Among the lines below, some may contain the string "defaults". Say how many do, and give nothing besides the number.

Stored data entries
******

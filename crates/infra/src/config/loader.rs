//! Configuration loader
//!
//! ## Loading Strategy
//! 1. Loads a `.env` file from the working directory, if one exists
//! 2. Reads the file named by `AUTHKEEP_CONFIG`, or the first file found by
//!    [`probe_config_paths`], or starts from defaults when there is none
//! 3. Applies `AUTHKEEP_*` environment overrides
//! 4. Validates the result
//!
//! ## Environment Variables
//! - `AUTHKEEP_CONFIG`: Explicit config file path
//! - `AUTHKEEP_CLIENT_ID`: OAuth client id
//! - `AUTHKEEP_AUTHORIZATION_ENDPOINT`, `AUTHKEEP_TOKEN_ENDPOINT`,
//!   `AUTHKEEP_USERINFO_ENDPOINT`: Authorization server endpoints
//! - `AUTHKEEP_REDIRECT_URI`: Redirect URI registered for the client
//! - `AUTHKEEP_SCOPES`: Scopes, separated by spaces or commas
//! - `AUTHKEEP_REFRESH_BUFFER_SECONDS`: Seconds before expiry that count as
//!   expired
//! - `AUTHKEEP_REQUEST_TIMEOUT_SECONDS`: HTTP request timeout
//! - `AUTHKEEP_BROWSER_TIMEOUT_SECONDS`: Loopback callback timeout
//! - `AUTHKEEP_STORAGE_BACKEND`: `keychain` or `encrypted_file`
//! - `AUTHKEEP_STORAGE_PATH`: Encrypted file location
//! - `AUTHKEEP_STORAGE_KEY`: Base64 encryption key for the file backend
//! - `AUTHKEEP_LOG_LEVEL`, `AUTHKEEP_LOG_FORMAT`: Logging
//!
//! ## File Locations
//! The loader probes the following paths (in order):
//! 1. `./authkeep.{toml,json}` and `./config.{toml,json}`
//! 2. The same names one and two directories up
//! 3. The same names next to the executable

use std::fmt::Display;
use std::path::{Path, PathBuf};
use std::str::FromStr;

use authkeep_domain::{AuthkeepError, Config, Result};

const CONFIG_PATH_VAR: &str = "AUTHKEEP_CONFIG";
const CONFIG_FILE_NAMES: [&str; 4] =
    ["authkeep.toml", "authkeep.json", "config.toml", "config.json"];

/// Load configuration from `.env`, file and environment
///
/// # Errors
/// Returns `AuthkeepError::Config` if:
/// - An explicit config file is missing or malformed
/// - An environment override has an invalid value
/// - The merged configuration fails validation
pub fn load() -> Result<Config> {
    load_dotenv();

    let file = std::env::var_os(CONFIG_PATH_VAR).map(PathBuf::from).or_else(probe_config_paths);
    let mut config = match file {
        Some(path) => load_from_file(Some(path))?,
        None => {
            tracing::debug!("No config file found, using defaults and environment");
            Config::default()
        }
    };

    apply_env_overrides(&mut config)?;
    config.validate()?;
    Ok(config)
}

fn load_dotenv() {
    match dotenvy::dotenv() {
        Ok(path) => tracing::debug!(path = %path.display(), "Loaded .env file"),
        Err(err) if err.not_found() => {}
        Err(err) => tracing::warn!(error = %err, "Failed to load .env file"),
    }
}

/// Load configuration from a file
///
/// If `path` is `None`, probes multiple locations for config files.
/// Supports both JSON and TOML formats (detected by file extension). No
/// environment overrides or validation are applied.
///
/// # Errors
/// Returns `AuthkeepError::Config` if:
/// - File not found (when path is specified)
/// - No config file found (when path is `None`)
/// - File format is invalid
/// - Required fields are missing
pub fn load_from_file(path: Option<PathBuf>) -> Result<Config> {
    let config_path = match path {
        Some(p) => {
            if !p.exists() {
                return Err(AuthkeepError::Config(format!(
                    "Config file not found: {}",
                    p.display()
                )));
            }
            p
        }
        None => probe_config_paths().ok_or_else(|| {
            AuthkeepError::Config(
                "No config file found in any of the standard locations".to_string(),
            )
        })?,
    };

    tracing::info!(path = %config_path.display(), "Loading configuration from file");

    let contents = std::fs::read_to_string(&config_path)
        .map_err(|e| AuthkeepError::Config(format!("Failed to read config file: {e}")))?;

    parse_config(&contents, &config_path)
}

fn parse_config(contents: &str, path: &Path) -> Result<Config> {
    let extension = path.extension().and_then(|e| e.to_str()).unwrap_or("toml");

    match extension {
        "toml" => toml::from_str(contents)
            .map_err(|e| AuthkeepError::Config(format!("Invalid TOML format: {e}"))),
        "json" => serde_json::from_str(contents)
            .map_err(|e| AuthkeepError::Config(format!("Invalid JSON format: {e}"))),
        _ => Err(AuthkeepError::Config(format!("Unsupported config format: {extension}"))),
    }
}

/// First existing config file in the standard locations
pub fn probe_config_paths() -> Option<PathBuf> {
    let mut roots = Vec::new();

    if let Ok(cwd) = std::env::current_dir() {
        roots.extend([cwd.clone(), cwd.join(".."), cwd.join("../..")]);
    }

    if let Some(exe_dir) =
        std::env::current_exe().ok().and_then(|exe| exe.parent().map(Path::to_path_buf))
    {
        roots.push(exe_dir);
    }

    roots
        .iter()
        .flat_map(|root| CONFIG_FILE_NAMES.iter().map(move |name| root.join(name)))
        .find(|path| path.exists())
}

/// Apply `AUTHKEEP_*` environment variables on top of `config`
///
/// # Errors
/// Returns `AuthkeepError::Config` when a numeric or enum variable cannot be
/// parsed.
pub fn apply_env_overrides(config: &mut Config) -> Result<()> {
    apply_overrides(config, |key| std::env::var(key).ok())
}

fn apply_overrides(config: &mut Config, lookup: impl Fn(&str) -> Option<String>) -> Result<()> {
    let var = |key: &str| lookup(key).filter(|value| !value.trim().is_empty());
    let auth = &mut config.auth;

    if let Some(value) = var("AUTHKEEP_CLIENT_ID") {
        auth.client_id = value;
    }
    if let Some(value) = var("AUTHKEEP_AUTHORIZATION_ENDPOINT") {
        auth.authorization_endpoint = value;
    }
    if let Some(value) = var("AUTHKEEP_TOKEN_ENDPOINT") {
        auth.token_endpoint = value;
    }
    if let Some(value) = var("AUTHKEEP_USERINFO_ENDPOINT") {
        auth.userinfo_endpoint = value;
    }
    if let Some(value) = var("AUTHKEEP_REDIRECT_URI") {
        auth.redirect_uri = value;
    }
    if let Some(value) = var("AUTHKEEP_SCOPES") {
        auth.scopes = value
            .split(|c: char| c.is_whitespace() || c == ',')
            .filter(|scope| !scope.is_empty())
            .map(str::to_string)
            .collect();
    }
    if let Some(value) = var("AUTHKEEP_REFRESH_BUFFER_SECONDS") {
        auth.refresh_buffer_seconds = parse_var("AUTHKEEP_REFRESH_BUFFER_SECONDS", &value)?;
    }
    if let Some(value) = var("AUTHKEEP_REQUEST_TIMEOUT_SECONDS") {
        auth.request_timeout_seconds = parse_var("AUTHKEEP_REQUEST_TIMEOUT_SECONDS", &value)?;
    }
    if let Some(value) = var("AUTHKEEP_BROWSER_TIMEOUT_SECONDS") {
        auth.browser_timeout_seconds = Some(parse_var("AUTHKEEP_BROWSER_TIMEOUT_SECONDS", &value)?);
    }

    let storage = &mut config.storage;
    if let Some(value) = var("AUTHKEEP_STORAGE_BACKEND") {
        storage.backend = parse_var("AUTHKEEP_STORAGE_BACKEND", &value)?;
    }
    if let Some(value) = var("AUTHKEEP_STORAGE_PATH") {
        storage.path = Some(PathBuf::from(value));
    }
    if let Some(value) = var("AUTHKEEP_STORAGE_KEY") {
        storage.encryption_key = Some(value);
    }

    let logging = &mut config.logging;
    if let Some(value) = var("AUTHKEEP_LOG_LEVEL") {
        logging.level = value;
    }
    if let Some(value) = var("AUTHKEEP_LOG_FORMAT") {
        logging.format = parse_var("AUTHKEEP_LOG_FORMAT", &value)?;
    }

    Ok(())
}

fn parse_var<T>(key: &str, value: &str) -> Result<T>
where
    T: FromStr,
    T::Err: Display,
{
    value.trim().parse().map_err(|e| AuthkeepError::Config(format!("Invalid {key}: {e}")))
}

******

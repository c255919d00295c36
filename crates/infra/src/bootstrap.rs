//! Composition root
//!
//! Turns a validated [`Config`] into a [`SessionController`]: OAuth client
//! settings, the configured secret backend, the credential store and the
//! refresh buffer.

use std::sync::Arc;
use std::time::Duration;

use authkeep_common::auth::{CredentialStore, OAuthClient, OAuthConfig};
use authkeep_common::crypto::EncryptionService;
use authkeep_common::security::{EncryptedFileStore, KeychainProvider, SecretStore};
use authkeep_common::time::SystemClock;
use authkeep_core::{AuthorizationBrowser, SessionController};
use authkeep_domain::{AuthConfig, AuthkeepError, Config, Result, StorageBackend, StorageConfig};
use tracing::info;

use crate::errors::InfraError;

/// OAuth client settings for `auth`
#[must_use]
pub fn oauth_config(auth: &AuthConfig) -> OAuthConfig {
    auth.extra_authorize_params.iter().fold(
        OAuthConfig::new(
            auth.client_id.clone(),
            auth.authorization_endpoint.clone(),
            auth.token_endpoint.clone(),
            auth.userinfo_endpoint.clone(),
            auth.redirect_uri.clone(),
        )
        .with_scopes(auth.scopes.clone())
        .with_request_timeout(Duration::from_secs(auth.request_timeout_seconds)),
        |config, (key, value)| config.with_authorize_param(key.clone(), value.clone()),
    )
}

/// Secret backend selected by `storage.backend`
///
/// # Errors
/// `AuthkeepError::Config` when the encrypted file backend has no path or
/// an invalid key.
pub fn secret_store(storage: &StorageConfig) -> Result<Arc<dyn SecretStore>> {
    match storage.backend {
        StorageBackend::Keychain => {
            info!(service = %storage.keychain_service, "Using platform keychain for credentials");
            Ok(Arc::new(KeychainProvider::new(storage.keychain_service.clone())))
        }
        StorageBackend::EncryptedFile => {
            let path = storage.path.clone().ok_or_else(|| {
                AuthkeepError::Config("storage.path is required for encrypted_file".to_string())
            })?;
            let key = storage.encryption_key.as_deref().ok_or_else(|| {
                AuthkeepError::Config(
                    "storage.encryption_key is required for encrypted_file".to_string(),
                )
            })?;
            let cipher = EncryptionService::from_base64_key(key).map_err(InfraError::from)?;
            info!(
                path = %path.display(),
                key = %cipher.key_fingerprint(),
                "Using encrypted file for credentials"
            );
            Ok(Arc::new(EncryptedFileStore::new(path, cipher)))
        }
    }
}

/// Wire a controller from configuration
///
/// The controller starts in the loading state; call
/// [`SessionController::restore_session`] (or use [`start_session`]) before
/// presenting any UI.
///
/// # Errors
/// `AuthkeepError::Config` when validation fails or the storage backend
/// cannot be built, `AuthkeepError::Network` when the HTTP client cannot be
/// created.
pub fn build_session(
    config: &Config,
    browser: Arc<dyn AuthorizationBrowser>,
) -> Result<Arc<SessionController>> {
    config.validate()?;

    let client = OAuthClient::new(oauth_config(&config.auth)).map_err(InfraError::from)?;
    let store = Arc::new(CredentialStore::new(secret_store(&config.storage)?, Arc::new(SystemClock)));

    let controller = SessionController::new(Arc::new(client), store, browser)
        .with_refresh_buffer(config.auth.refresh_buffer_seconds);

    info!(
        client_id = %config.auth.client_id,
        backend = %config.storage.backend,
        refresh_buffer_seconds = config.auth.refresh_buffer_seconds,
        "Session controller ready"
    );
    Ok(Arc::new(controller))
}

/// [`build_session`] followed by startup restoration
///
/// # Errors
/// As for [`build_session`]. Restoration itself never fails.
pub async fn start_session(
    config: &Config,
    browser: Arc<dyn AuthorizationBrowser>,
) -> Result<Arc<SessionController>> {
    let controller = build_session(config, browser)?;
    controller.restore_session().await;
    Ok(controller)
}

******

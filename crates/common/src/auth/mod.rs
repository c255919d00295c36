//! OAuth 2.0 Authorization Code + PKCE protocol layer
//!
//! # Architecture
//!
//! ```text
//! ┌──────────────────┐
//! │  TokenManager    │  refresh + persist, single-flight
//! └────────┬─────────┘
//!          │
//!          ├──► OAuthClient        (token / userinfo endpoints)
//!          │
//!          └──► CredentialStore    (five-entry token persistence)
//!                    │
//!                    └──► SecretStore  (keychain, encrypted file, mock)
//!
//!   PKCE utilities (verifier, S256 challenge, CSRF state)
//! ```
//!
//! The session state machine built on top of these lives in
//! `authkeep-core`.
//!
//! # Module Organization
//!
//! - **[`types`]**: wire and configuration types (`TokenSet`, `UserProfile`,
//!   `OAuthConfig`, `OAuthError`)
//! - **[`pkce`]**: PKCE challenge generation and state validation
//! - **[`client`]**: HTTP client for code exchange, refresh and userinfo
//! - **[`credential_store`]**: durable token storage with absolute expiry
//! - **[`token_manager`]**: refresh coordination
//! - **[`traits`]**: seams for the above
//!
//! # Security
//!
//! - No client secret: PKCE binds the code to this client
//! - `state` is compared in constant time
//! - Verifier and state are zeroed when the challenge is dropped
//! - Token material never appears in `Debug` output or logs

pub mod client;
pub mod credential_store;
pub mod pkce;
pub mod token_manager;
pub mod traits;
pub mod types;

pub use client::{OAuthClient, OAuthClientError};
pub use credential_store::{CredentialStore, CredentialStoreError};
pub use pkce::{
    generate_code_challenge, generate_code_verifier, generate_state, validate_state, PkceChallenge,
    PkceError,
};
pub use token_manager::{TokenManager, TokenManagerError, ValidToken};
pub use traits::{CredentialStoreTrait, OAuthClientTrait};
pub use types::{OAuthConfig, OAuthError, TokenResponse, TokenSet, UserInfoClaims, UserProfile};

******

Answer for the task »
2